▶ **Action item**:
Every line of the data needs to be returned exactly.

[Opening Records supplied section]

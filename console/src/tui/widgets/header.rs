//! Header bar: product name, screen tabs and the signed-in user.
//!
//! ```text
//! ┌──────────────────────────────────────────────────────────────┐
//! │ Hookboard   Dashboard  Tester                    ● a@b.com   │
//! └──────────────────────────────────────────────────────────────┘
//! ```

use ratatui::{
    buffer::Buffer,
    layout::{Alignment, Rect},
    text::{Line, Span},
    widgets::{Block, Borders, Paragraph, Widget},
};

use crate::tui::app::{Screen, Symbols, Theme};

/// Rows used by the header, borders included.
pub const HEADER_HEIGHT: u16 = 3;

const TABS: [(Screen, &str); 2] = [(Screen::Dashboard, "Dashboard"), (Screen::Tester, "Tester")];

#[derive(Debug)]
pub struct HeaderWidget<'a> {
    screen: Screen,
    email: Option<&'a str>,
    theme: &'a Theme,
    symbols: &'a Symbols,
}

impl<'a> HeaderWidget<'a> {
    #[must_use]
    pub fn new(screen: Screen, email: Option<&'a str>, theme: &'a Theme, symbols: &'a Symbols) -> Self {
        Self {
            screen,
            email,
            theme,
            symbols,
        }
    }

    fn tabs_line(&self) -> Line<'a> {
        let mut spans = vec![Span::styled(" Hookboard ", self.theme.title), Span::raw("  ")];
        for (screen, label) in TABS {
            let style = if screen == self.screen {
                self.theme.tab_active
            } else {
                self.theme.text_secondary
            };
            spans.push(Span::styled(label, style));
            spans.push(Span::raw("  "));
        }
        Line::from(spans)
    }

    fn user_line(&self) -> Line<'a> {
        match self.email {
            Some(email) => Line::from(vec![
                Span::styled(self.symbols.active, self.theme.status_active),
                Span::raw(" "),
                Span::styled(email, self.theme.text_primary),
                Span::raw(" "),
            ]),
            None => Line::from(Span::styled("signed out ", self.theme.text_muted)),
        }
    }
}

impl Widget for HeaderWidget<'_> {
    fn render(self, area: Rect, buf: &mut Buffer) {
        let block = Block::default()
            .borders(Borders::ALL)
            .border_style(self.theme.border);
        let inner = block.inner(area);
        block.render(area, buf);

        if inner.width == 0 || inner.height == 0 {
            return;
        }

        Paragraph::new(self.tabs_line()).render(inner, buf);
        Paragraph::new(self.user_line())
            .alignment(Alignment::Right)
            .render(inner, buf);
    }
}

#[cfg(test)]
mod tests {
    use super::*;
    use crate::tui::app::{ASCII_SYMBOLS, UNICODE_SYMBOLS};
    use crate::tui::widgets::buffer_text;

    fn render(widget: HeaderWidget<'_>, width: u16) -> Buffer {
        let area = Rect::new(0, 0, width, HEADER_HEIGHT);
        let mut buf = Buffer::empty(area);
        widget.render(area, &mut buf);
        buf
    }

    #[test]
    fn header_shows_tabs_and_user() {
        let theme = Theme::default();
        let buf = render(
            HeaderWidget::new(Screen::Dashboard, Some("a@b.com"), &theme, &UNICODE_SYMBOLS),
            80,
        );
        let text = buffer_text(&buf);

        assert!(text.contains("Hookboard"));
        assert!(text.contains("Dashboard"));
        assert!(text.contains("Tester"));
        assert!(text.contains("a@b.com"));
        assert!(text.contains("●"));
    }

    #[test]
    fn header_highlights_active_tab() {
        let theme = Theme::default();
        let buf = render(
            HeaderWidget::new(Screen::Tester, None, &theme, &ASCII_SYMBOLS),
            80,
        );

        let line: String = (0..80u16).map(|x| buf[(x, 1)].symbol().to_string()).collect();
        let byte_index = line.find("Tester").unwrap();
        let tester_x = line[..byte_index].chars().count() as u16;
        assert_eq!(buf[(tester_x, 1)].style().fg, theme.tab_active.fg);
        assert!(buffer_text(&buf).contains("signed out"));
    }

    #[test]
    fn header_handles_tiny_area() {
        let theme = Theme::monochrome();
        let area = Rect::new(0, 0, 2, 2);
        let mut buf = Buffer::empty(area);
        HeaderWidget::new(Screen::Dashboard, None, &theme, &ASCII_SYMBOLS).render(area, &mut buf);
    }
}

[Closing Records supplied section]

▶ **Solution below**:
filename console/src/tui/widgets/header.rs
//! Header bar: product name, screen tabs and the signed-in user.
//!
//! ```text
//! ┌──────────────────────────────────────────────────────────────┐
//! │ Hookboard   Dashboard  Tester                    ● a@b.com   │
//! └──────────────────────────────────────────────────────────────┘
//! ```

use ratatui::{
    buffer::Buffer,
    layout::{Alignment, Rect},
    text::{Line, Span},
    widgets::{Block, Borders, Paragraph, Widget},
};

use crate::tui::app::{Screen, Symbols, Theme};

/// Rows used by the header, borders included.
pub const HEADER_HEIGHT: u16 = 3;

const TABS: [(Screen, &str); 2] = [(Screen::Dashboard, "Dashboard"), (Screen::Tester, "Tester")];

#[derive(Debug)]
pub struct HeaderWidget<'a> {
    screen: Screen,
    email: Option<&'a str>,
    theme: &'a Theme,
    symbols: &'a Symbols,
}

impl<'a> HeaderWidget<'a> {
    #[must_use]
    pub fn new(screen: Screen, email: Option<&'a str>, theme: &'a Theme, symbols: &'a Symbols) -> Self {
        Self {
            screen,
            email,
            theme,
            symbols,
        }
    }

    fn tabs_line(&self) -> Line<'a> {
        let mut spans = vec![Span::styled(" Hookboard ", self.theme.title), Span::raw("  ")];
        for (screen, label) in TABS {
            let style = if screen == self.screen {
                self.theme.tab_active
            } else {
                self.theme.text_secondary
            };
            spans.push(Span::styled(label, style));
            spans.push(Span::raw("  "));
        }
        Line::from(spans)
    }

    fn user_line(&self) -> Line<'a> {
        match self.email {
            Some(email) => Line::from(vec![
                Span::styled(self.symbols.active, self.theme.status_active),
                Span::raw(" "),
                Span::styled(email, self.theme.text_primary),
                Span::raw(" "),
            ]),
            None => Line::from(Span::styled("signed out ", self.theme.text_muted)),
        }
    }
}

impl Widget for HeaderWidget<'_> {
    fn render(self, area: Rect, buf: &mut Buffer) {
        let block = Block::default()
            .borders(Borders::ALL)
            .border_style(self.theme.border);
        let inner = block.inner(area);
        block.render(area, buf);

        if inner.width == 0 || inner.height == 0 {
            return;
        }

        Paragraph::new(self.tabs_line()).render(inner, buf);
        Paragraph::new(self.user_line())
            .alignment(Alignment::Right)
            .render(inner, buf);
    }
}

#[cfg(test)]
mod tests {
    use super::*;
    use crate::tui::app::{ASCII_SYMBOLS, UNICODE_SYMBOLS};
    use crate::tui::widgets::buffer_text;

    fn render(widget: HeaderWidget<'_>, width: u16) -> Buffer {
        let area = Rect::new(0, 0, width, HEADER_HEIGHT);
        let mut buf = Buffer::empty(area);
        widget.render(area, &mut buf);
        buf
    }

    #[test]
    fn header_shows_tabs_and_user() {
        let theme = Theme::default();
        let buf = render(
            HeaderWidget::new(Screen::Dashboard, Some("a@b.com"), &theme, &UNICODE_SYMBOLS),
            80,
        );
        let text = buffer_text(&buf);

        assert!(text.contains("Hookboard"));
        assert!(text.contains("Dashboard"));
        assert!(text.contains("Tester"));
        assert!(text.contains("a@b.com"));
        assert!(text.contains("●"));
    }

    #[test]
    fn header_highlights_active_tab() {
        let theme = Theme::default();
        let buf = render(
            HeaderWidget::new(Screen::Tester, None, &theme, &ASCII_SYMBOLS),
            80,
        );

        let line: String = (0..80u16).map(|x| buf[(x, 1)].symbol().to_string()).collect();
        let byte_index = line.find("Tester").unwrap();
        let tester_x = line[..byte_index].chars().count() as u16;
        assert_eq!(buf[(tester_x, 1)].style().fg, theme.tab_active.fg);
        assert!(buffer_text(&buf).contains("signed out"));
    }

    #[test]
    fn header_handles_tiny_area() {
        let theme = Theme::monochrome();
        let area = Rect::new(0, 0, 2, 2);
        let mut buf = Buffer::empty(area);
        HeaderWidget::new(Screen::Dashboard, None, &theme, &ASCII_SYMBOLS).render(area, &mut buf);
    }
}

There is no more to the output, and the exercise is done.